How can dead cells create 'footprints of death', helping viruses spread?

Even when they die, cells leave traces behind. Scientists have discovered a tiny 'footprint of death' that not only helps the immune system clean up, but could also create a new way for viruses to spread disease.

 

 

When cells die through apoptosis, a natural, programmed form of cell death, they send signals to nearby immune cells (phagocytes) to clean up the remains. Scientists already know about some of these traces, including 'find me' and 'eat me' signals, and small, bubble-like sacs released by dying cells, called apoptotic extracellular vesicles (ApoEVs).

However, a new study led by La Trobe University has identified a physical footprint left by dead cells that clings to surfaces and can help guide phagocytes to the right place to die. These footprints have been dubbed 'Footprints of Death', or more simply, FOOD.

' Understanding this fundamental biological process could open up new avenues of research to develop new treatments that exploit these steps and help the immune system fight disease better ,' said study co-author Professor Ivan Poon, PhD, lab head at the La Trobe Institute for Molecular Sciences (LIMS). ' Billions of cells are programmed to die every day as part of normal metabolism and disease progression, and until now, it was believed that the process of cell fragmentation during cell death was random and fairly simple. '

 

The team used microscopy, live-cell imaging, proteomics and viral infection models to study how FOOD forms and functions.
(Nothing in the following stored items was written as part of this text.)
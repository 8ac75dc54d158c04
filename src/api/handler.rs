use std::sync::Arc;

use axum::extract::{Query, State};
use axum::{Json, debug_handler};
use chrono::Utc;
use serde::{Deserialize, Serialize};
use serde_json::{Value, json};
use tracing::instrument;

use crate::api::server::{AppState, JsonResult, RouteError};
use crate::chat::{ChatReply, ChatRequest};
use crate::db::prelude::*;
use crate::levels;
use crate::progression::{ProgressionEngine, PromotionOutcome, XpOutcome};

#[instrument]
pub async fn root() -> Json<Value> {
    Json(json!({
        "service": "Verdant API",
        "version": env!("CARGO_PKG_VERSION"),
        "endpoints": ["/health", "/chat", "/status", "/history", "/leaderboard", "/xp/history"],
        "documentation": "POST /chat with {\"message\": \"your message\"}",
    }))
}

#[instrument(skip(state))]
pub async fn health(State(state): State<Arc<AppState>>) -> Json<Value> {
    let backends: Value = state
        .orchestrator
        .backend_status()
        .into_iter()
        .map(|(label, configured)| {
            (
                label.to_string(),
                Value::from(if configured { "configured" } else { "disabled" }),
            )
        })
        .collect::<serde_json::Map<_, _>>()
        .into();

    Json(json!({
        "status": "alive",
        "service": "Verdant API",
        "store": if state.pool.is_some() { "connected" } else { "disabled" },
        "chat_mode": if state.orchestrator.has_providers() { "llm" } else { "fallback-only" },
        "backends": backends,
        "timestamp": Utc::now().to_rfc3339(),
    }))
}

#[instrument(skip(state))]
pub async fn status(State(state): State<Arc<AppState>>) -> JsonResult<Value> {
    let conversations = match state.pool {
        Some(pool) => ConversationRepository::new(pool).count().await?,
        None => 0,
    };

    let backends: Value = state
        .orchestrator
        .backend_status()
        .into_iter()
        .map(|(label, configured)| {
            (
                label.to_string(),
                Value::from(if configured { "ready" } else { "not configured" }),
            )
        })
        .collect::<serde_json::Map<_, _>>()
        .into();

    Ok(Json(json!({
        "verdant": "online",
        "store": if state.pool.is_some() { "connected" } else { "disabled" },
        "conversations": conversations,
        "ai_backends": backends,
        "timestamp": Utc::now().to_rfc3339(),
    })))
}

#[instrument(skip(state, req))]
#[debug_handler]
pub async fn chat(
    State(state): State<Arc<AppState>>,
    Json(req): Json<ChatRequest>,
) -> JsonResult<ChatReply> {
    if req.message.trim().is_empty() {
        return Err(RouteError::Validation("message".to_string()));
    }

    let reply = state.orchestrator.respond(&req, None).await;
    Ok(Json(reply))
}

#[derive(Debug, Deserialize)]
pub struct HistoryParams {
    pub user_id: Option<String>,
    #[serde(default = "default_history_limit")]
    pub limit: i64,
}

#[inline]
const fn default_history_limit() -> i64 {
    10
}

#[instrument(skip(state))]
pub async fn history(
    State(state): State<Arc<AppState>>,
    Query(params): Query<HistoryParams>,
) -> JsonResult<Value> {
    let conversations = match state.pool {
        Some(pool) => {
            let user_id = params.user_id.as_deref().map(UserId::from);
            ConversationRepository::new(pool)
                .recent(user_id.as_ref(), params.limit)
                .await?
        }
        // memory disabled is not an error for reads; callers get nothing back
        None => Vec::new(),
    };

    Ok(Json(json!({
        "count": conversations.len(),
        "conversations": conversations,
    })))
}

#[derive(Debug, Deserialize)]
pub struct XpHistoryParams {
    pub user_id: String,
    #[serde(default = "default_history_limit")]
    pub limit: i64,
}

/// Recent ledger activity for one user: xp grants, promotions, and the
/// ledger's own sum as a consistency cross-check against `total_xp`
#[instrument(skip(state))]
pub async fn xp_history(
    State(state): State<Arc<AppState>>,
    Query(params): Query<XpHistoryParams>,
) -> JsonResult<Value> {
    if params.user_id.trim().is_empty() {
        return Err(RouteError::Validation("user_id".to_string()));
    }

    let Some(pool) = state.pool else {
        return Ok(Json(json!({
            "grants": [],
            "promotions": [],
            "ledger_total": 0,
        })));
    };

    let user_id = UserId::from(params.user_id.as_str());

    let grants = XpLogRepository::new(pool)
        .recent_for_user(&user_id, params.limit)
        .await?;
    let promotions = PromotionLogRepository::new(pool)
        .recent_for_user(&user_id, params.limit)
        .await?;
    let ledger_total = XpLogRepository::new(pool).total_for_user(&user_id).await?;

    Ok(Json(json!({
        "grants": grants,
        "promotions": promotions,
        "ledger_total": ledger_total,
    })))
}

#[instrument(skip(state))]
pub async fn leaderboard(
    State(state): State<Arc<AppState>>,
    Query(param): Query<Pagination>,
) -> JsonResult<PaginatedResponse<LeaderboardRow>> {
    let Some(pool) = state.pool else {
        return Ok(Json(PaginatedResponse::new(Vec::new(), 0, param.limit, 0)));
    };

    let limit = param.limit;
    let offset = param.page * limit;

    let repo = UserRepository::new(pool);
    let rows = repo.leaderboard_page(limit, offset).await?;
    let total = repo.count().await?;

    Ok(Json(PaginatedResponse::new(rows, total, limit, param.page)))
}

#[derive(Debug, Deserialize)]
pub struct GrantRequest {
    pub user_id: String,
    pub username: Option<String>,
    pub amount: i64,
    #[serde(default = "default_grant_reason")]
    pub reason: String,
}

#[inline]
fn default_grant_reason() -> String {
    String::from("manual award")
}

#[derive(Debug, Serialize)]
pub struct GrantReply {
    pub outcome: XpOutcome,
    pub promotion: Option<PromotionOutcome>,
}

/// Service-to-service grant path, internal-token gated. Mirrors the moderator
/// command: grant, then claim the promotion immediately when one unlocked.
#[instrument(skip(state, req), fields(user = req.user_id))]
pub async fn grant_xp(
    State(state): State<Arc<AppState>>,
    Json(req): Json<GrantRequest>,
) -> JsonResult<GrantReply> {
    if req.user_id.trim().is_empty() {
        return Err(RouteError::Validation("user_id".to_string()));
    }

    let pool = state.pool.ok_or(RouteError::StoreDisabled)?;
    let engine = ProgressionEngine::new(pool);
    let user_id = UserId::from(req.user_id.as_str());

    if let Some(username) = req.username.as_deref() {
        engine.register(&user_id, username).await?;
    }

    let outcome = engine.add_xp(&user_id, req.amount, &req.reason).await?;

    let promotion = if outcome.can_promote {
        Some(
            engine
                .promote(&user_id, outcome.eligible_level, "internal-api")
                .await?,
        )
    } else {
        None
    };

    Ok(Json(GrantReply { outcome, promotion }))
}

#[derive(Debug, Deserialize)]
pub struct VerificationRequest {
    pub user_id: String,
    pub status: VerificationStatus,
}

#[instrument(skip(state, req), fields(user = req.user_id))]
pub async fn set_verification(
    State(state): State<Arc<AppState>>,
    Json(req): Json<VerificationRequest>,
) -> JsonResult<Value> {
    if req.user_id.trim().is_empty() {
        return Err(RouteError::Validation("user_id".to_string()));
    }

    let pool = state.pool.ok_or(RouteError::StoreDisabled)?;
    let engine = ProgressionEngine::new(pool);
    let user_id = UserId::from(req.user_id.as_str());

    engine.set_verification(&user_id, req.status).await?;

    let user = engine
        .get_user(&user_id)
        .await?
        .ok_or(crate::progression::ProgressionError::UserNotFound(user_id))?;

    Ok(Json(json!({
        "user_id": user.id,
        "verification_status": user.verification_status,
        "level": levels::get(user.current_level).unwrap_or(levels::base()).name,
    })))
}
Some of the methods included stimulating human and mouse cells to undergo apoptosis, using advanced microscopy to record how cells shrink during death and leave behind 'footprints', and the proteins found in the FOOD structure to better understand its composition and role.

They found that when cells adhered to a surface die, they retract their cell bodies and leave behind a thin, membrane-bound footprint that remains firmly attached to the surface. These footprints are rich in F-actin, a structural protein, and other adhesion proteins. They are anchored to the underlying surface, unlike most floating extracellular vesicles. FOOD appears in almost all cell types tested and under a variety of lethal agents.

 

After a cell leaves its footprint, the remaining membrane gradually rounds into vesicles about 2 µm wide called FOOD-derived extracellular vesicles (F-ApoEVs). These vesicles trigger the classic 'eat me' signal, telling immune cells to engulf them. This process depends on the activation of ROCK1, a protein that regulates cell contractility. When ROCK1 is disabled, FOOD fails to form properly. Proteomic analysis found 601 proteins in FOOD, including proteins involved in cell structure and adhesion (actin, tubulin, vinculin, and integrin). There was very little nuclear or mitochondrial material, suggesting that FOOD mainly consists of membrane components and the cytoskeleton.

When immune cells (macrophages) are placed near FOOD, they recognize and engulf the F-ApoEVs, which then locate the dead cell. Macrophages exposed to FOOD become more efficient at clearing other dead cells afterward, suggesting that FOOD has 'primed' them for cleanup work. In influenza A- infected cells , FOOD and F-ApoEVs contain viral proteins and even intact virions, which are complete, infectious virus particles that exist outside the host cell. When these infected vesicles mix with healthy cells, they spread the virus, suggesting that FOOD can act as a virus reservoir. This means that the process that helps the immune system locate dead cells can also be hijacked by viruses to infect new cells in some cases.

' We know that the body removes dead cell fragments to prevent them from persisting and causing inflammation and autoimmune diseases like systemic lupus erythematosus (SLE), and we found that F-ApoEVs were easily removed from the site of cell death ,' said lead author, PhD student Stephanie Rutter, a senior researcher in Poon's LIMS lab. ' What we didn't expect was that viruses could also take advantage of this process and cause infection by hiding in F-ApoEVs. '

 

' This study has revealed that dead cells can continue to communicate from within the body and can influence immune function ,' added the study's other author, Dr. Georgia Atkin-Smith, a senior postdoctoral researcher at the Walter and Eliza Hall Institute of Medical Research (WEHI).

However, this research has limitations. It was primarily performed in vitro (in cell cultures), so it is unclear how FOOD functions inside living organisms. FOOD formation is primarily observed in adherent cells, so its role in free-floating (i.e., non-adherent) cells, such as blood cells, may be different. The long-term fate of FOOD structures in tissues, such as whether they persist or degrade, is unknown. Finally, the findings on viral spread are specific to influenza A; other viruses may behave differently.

However, FOOD may explain how some viruses persist and spread in tissues even after infected cells die. Because FOOD helps macrophages seek out and remove dead cells, it may suggest new strategies to promote tissue repair or control inflammation. Further research into FOOD could lead to more precise therapies that modulate immune responses.

' The more we understand about cell death and what happens to cells after they die, the better we can understand diseases and find new treatments ,' says Rutter.

The study was published in the journal Nature Communications.